What you should do>
Everything from the line containing "pub fn record_flow_outcome(kind: FlowKind, outcome: FlowOutcome)" through the last line of the material below is to be copied exactly, ends included.

Provided records>

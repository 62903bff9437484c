use miette::{IntoDiagnostic, Result};
use serde::{Deserialize, Serialize};
use std::path::{Path, PathBuf};

#[derive(Debug, Clone, Serialize, Deserialize, Default)]
pub struct Settings {
    pub storage: Storage,
    pub seed: Seed,
}

#[derive(Debug, Clone, Copy, PartialEq, Eq, Serialize, Deserialize)]
#[serde(rename_all = "lowercase")]
pub enum BackendKind {
    Memory,
    File,
    Sqlite,
}

#[derive(Debug, Clone, Serialize, Deserialize)]
pub struct Storage {
    pub backend: BackendKind,
    /// Directory holding one JSON document per key (file backend)
    pub path: PathBuf,
    /// SeaORM connection string (sqlite backend)
    /// Example: sqlite://semillero.db?mode=rwc
    pub url: String,
    /// Prepended to every collection name, e.g. `semillero_projects`
    pub key_prefix: String,
}

#[derive(Debug, Clone, Serialize, Deserialize)]
pub struct Seed {
    /// Populate empty collections with the sample data set at startup
    #[serde(default = "default_seed_on_startup")]
    pub on_startup: bool,
}

fn default_seed_on_startup() -> bool {
    true
}

impl Default for Storage {
    fn default() -> Self {
        Self {
            backend: BackendKind::File,
            path: PathBuf::from("data"),
            url: "sqlite://semillero.db?mode=rwc".to_string(),
            key_prefix: "semillero_".to_string(),
        }
    }
}

impl Default for Seed {
    fn default() -> Self {
        Self {
            on_startup: default_seed_on_startup(),
        }
    }
}

impl Settings {
    pub fn load(path: &str) -> Result<Self> {
        let defaults = Storage::default();
        let mut builder = config::Config::builder()
            .set_default("storage.backend", "file")
            .into_diagnostic()?
            .set_default("storage.path", defaults.path.to_string_lossy().to_string())
            .into_diagnostic()?
            .set_default("storage.url", defaults.url)
            .into_diagnostic()?
            .set_default("storage.key_prefix", defaults.key_prefix)
            .into_diagnostic()?
            .set_default("seed.on_startup", default_seed_on_startup())
            .into_diagnostic()?;

        // Optional file
        if Path::new(path).exists() {
            builder = builder.add_source(config::File::with_name(path));
        }

        // Environment overrides: SEMILLERO__STORAGE__BACKEND=sqlite, etc.
        builder = builder.add_source(config::Environment::with_prefix("SEMILLERO").separator("__"));

        let cfg = builder.build().into_diagnostic()?;
        let mut s: Settings = cfg.try_deserialize().into_diagnostic()?;

        if s.storage.path.is_relative() {
            s.storage.path = std::env::current_dir()
                .into_diagnostic()?
                .join(&s.storage.path);
        }

        Ok(s)
    }
}
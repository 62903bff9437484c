//! Fixed account table login matches against. Never persisted or modified.

use crate::model::{Role, User};

#[derive(Debug, Clone, Copy)]
pub struct Credential {
    pub id: &'static str,
    pub name: &'static str,
    pub email: &'static str,
    pub password: &'static str,
    pub role: Role,
    /// (semillero id, semillero name)
    pub semillero: Option<(&'static str, &'static str)>,
}

impl Credential {
    pub fn to_user(&self) -> User {
        User {
            id: self.id.to_string(),
            name: self.name.to_string(),
            email: self.email.to_string(),
            role: self.role,
            semillero_id: self.semillero.map(|(id, _)| id.to_string()),
            semillero_name: self.semillero.map(|(_, name)| name.to_string()),
        }
    }
}

pub const ACCOUNTS: [Credential; 7] = [
    Credential {
        id: "1",
        name: "Admin Sistema",
        email: "admin@unilibre.edu.co",
        password: "admin123",
        role: Role::Administrador,
        semillero: None,
    },
    Credential {
        id: "2",
        name: "Dr. García Martínez",
        email: "garcia@unilibre.edu.co",
        password: "prof123",
        role: Role::Profesor,
        semillero: Some(("1", "Inteligencia Artificial y Educación")),
    },
    Credential {
        id: "3",
        name: "María Estudiante",
        email: "maria@unilibre.edu.co",
        password: "est123",
        role: Role::Estudiante,
        semillero: Some(("1", "Inteligencia Artificial y Educación")),
    },
    Credential {
        id: "4",
        name: "Visitante Externo",
        email: "visitante@external.com",
        password: "visit123",
        role: Role::Visitante,
        semillero: None,
    },
    Credential {
        id: "5",
        name: "Dra. Martínez López",
        email: "martinez@unilibre.edu.co",
        password: "prof123",
        role: Role::Profesor,
        semillero: Some(("2", "Sostenibilidad y Medio Ambiente")),
    },
    Credential {
        id: "6",
        name: "Ing. Pérez Ramírez",
        email: "perez@unilibre.edu.co",
        password: "prof123",
        role: Role::Profesor,
        semillero: Some(("3", "Blockchain y Fintech")),
    },
    Credential {
        id: "7",
        name: "Dr. Silva Torres",
        email: "silva@unilibre.edu.co",
        password: "prof123",
        role: Role::Profesor,
        semillero: Some(("4", "Biotecnología Médica")),
    },
];

/// Exact email and password match.
pub fn authenticate(email: &str, password: &str) -> Option<User> {
    ACCOUNTS
        .iter()
        .find(|c| c.email == email && c.password == password)
        .map(Credential::to_user)
}

/// The account table without passwords.
pub fn directory_users() -> Vec<User> {
    ACCOUNTS.iter().map(Credential::to_user).collect()
}

/// Professors who may coordinate a semillero.
pub fn is_professor_capable(user_id: &str) -> bool {
    ACCOUNTS
        .iter()
        .any(|c| c.id == user_id && matches!(c.role, Role::Profesor | Role::Administrador))
}

#[cfg(test)]
mod tests {
    use super::*;

    #[test]
    fn test_authenticate_exact_match() {
        let user = authenticate("garcia@unilibre.edu.co", "prof123").unwrap();
        assert_eq!(user.id, "2");
        assert_eq!(user.role, Role::Profesor);
        assert_eq!(user.semillero_id.as_deref(), Some("1"));

        assert!(authenticate("garcia@unilibre.edu.co", "wrong").is_none());
        assert!(authenticate("GARCIA@unilibre.edu.co", "prof123").is_none());
        assert!(authenticate("", "").is_none());
    }

    #[test]
    fn test_directory_has_every_role() {
        let users = directory_users();
        assert_eq!(users.len(), ACCOUNTS.len());
        for role in Role::ALL {
            assert!(users.iter().any(|u| u.role == role), "missing {role}");
        }
    }

    #[test]
    fn test_professor_capable() {
        assert!(is_professor_capable("2"));
        assert!(is_professor_capable("1"));
        assert!(!is_professor_capable("3"));
        assert!(!is_professor_capable("999"));
    }
}
//! Semillero - research-group management core
//!
//! Role-based authorization, the selected-semillero session context and a
//! pluggable entity store for projects, resources, communication and
//! outreach records. All modules are public for the CLI and tests.

pub mod authz;
pub mod content;
pub mod credentials;
pub mod directory;
pub mod entities;
pub mod errors;
pub mod model;
pub mod reports;
pub mod seed;
pub mod session;
pub mod settings;
pub mod storage;
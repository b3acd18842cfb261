// self
use crate::{_prelude::*, obs::FlowKind};

/// Type alias that resolves to an instrumented future when tracing is enabled.
#[cfg(feature = "tracing")]
pub type InstrumentedFlow<F> = tracing::instrument::Instrumented<F>;
/// Passthrough future type when tracing is disabled.
#[cfg(not(feature = "tracing"))]
pub type InstrumentedFlow<F> = F;

/// A span builder used by session flows.
#[derive(Clone, Debug)]
pub struct FlowSpan {
	#[cfg(feature = "tracing")]
	span: tracing::Span,
}
impl FlowSpan {
	/// Creates a new span tagged with the provided flow kind + stage.
	pub fn new(kind: FlowKind, stage: &'static str) -> Self {
		#[cfg(feature = "tracing")]
		{
			let span = tracing::info_span!("session_gate.flow", flow = kind.as_str(), stage);

			Self { span }
		}
		#[cfg(not(feature = "tracing"))]
		{
			let _ = (kind, stage);

			Self {}
		}
	}

	/// Instruments an async block without holding a guard across `.await`
	/// points.
	pub fn instrument<Fut>(&self, fut: Fut) -> InstrumentedFlow<Fut>
	where
		Fut: Future,
	{
		#[cfg(feature = "tracing")]
		{
			use tracing::Instrument;

			fut.instrument(self.span.clone())
		}
		#[cfg(not(feature = "tracing"))]
		{
			fut
		}
	}
}
// self
use crate::obs::{FlowKind, FlowOutcome};

/// Records a flow outcome via the global metrics recorder (when enabled).
pub fn record_flow_outcome(kind: FlowKind, outcome: FlowOutcome) {
	#[cfg(feature = "metrics")]
	{
		metrics::counter!(
			"session_gate_flow_total",
			"flow" => kind.as_str(),
			"outcome" => outcome.as_str()
		)
		.increment(1);
	}

	#[cfg(not(feature = "metrics"))]
	{
		let _ = (kind, outcome);
	}
}

/// Records a settled flow result as success or failure.
pub fn record_flow_result<T, E>(kind: FlowKind, result: &Result<T, E>) {
	match result {
		Ok(_) => record_flow_outcome(kind, FlowOutcome::Success),
		Err(_) => record_flow_outcome(kind, FlowOutcome::Failure),
	}
}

Solution to the problem>
pub fn record_flow_outcome(kind: FlowKind, outcome: FlowOutcome) {
	#[cfg(feature = "metrics")]
	{
		metrics::counter!(
			"session_gate_flow_total",
			"flow" => kind.as_str(),
			"outcome" => outcome.as_str()
		)
		.increment(1);
	}

	#[cfg(not(feature = "metrics"))]
	{
		let _ = (kind, outcome);
	}
}

/// Records a settled flow result as success or failure.
pub fn record_flow_result<T, E>(kind: FlowKind, result: &Result<T, E>) {
	match result {
		Ok(_) => record_flow_outcome(kind, FlowOutcome::Success),
		Err(_) => record_flow_outcome(kind, FlowOutcome::Failure),
	}
}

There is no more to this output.